**What you should do:** Search the data below for the word "unknown" and copy each line that holds it.

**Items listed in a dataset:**
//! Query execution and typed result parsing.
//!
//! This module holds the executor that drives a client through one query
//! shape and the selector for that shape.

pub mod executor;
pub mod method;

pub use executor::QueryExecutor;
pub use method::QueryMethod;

...

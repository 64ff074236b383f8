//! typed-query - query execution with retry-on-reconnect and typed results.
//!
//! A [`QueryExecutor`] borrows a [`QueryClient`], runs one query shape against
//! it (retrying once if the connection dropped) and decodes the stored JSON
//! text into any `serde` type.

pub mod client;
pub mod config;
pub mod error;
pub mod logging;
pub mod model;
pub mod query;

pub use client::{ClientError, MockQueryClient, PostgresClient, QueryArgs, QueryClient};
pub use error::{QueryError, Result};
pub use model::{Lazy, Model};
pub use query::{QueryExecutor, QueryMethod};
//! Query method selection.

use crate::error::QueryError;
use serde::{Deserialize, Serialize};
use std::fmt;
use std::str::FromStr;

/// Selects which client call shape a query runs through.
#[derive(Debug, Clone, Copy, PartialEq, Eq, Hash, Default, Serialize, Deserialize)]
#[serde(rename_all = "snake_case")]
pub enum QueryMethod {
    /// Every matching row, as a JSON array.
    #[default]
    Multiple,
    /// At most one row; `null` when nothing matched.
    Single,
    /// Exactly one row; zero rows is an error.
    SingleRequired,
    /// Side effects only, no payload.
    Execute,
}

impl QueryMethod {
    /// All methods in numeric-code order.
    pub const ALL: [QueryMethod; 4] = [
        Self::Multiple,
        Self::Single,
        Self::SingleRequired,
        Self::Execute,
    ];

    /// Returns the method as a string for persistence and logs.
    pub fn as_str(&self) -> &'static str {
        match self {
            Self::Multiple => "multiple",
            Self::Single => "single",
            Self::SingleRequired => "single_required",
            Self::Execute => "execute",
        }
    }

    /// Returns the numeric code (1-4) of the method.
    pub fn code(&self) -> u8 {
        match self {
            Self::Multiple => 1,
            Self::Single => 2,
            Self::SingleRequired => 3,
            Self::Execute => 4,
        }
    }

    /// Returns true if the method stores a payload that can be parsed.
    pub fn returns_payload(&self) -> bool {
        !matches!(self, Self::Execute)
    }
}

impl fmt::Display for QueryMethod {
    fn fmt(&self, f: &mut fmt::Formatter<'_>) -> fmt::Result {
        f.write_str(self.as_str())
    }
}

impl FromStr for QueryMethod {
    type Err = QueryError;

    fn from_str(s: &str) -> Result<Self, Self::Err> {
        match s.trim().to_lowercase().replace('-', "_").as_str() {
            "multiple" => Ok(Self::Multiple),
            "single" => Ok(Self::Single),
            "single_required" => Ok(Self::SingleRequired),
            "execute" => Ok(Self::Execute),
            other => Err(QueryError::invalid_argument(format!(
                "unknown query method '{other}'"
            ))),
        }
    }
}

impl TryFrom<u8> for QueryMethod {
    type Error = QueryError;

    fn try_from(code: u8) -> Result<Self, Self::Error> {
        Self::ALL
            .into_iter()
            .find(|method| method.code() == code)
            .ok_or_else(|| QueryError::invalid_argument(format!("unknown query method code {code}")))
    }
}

**Completed task:**
                "unknown query method '{other}'"
            .ok_or_else(|| QueryError::invalid_argument(format!("unknown query method code {code}")))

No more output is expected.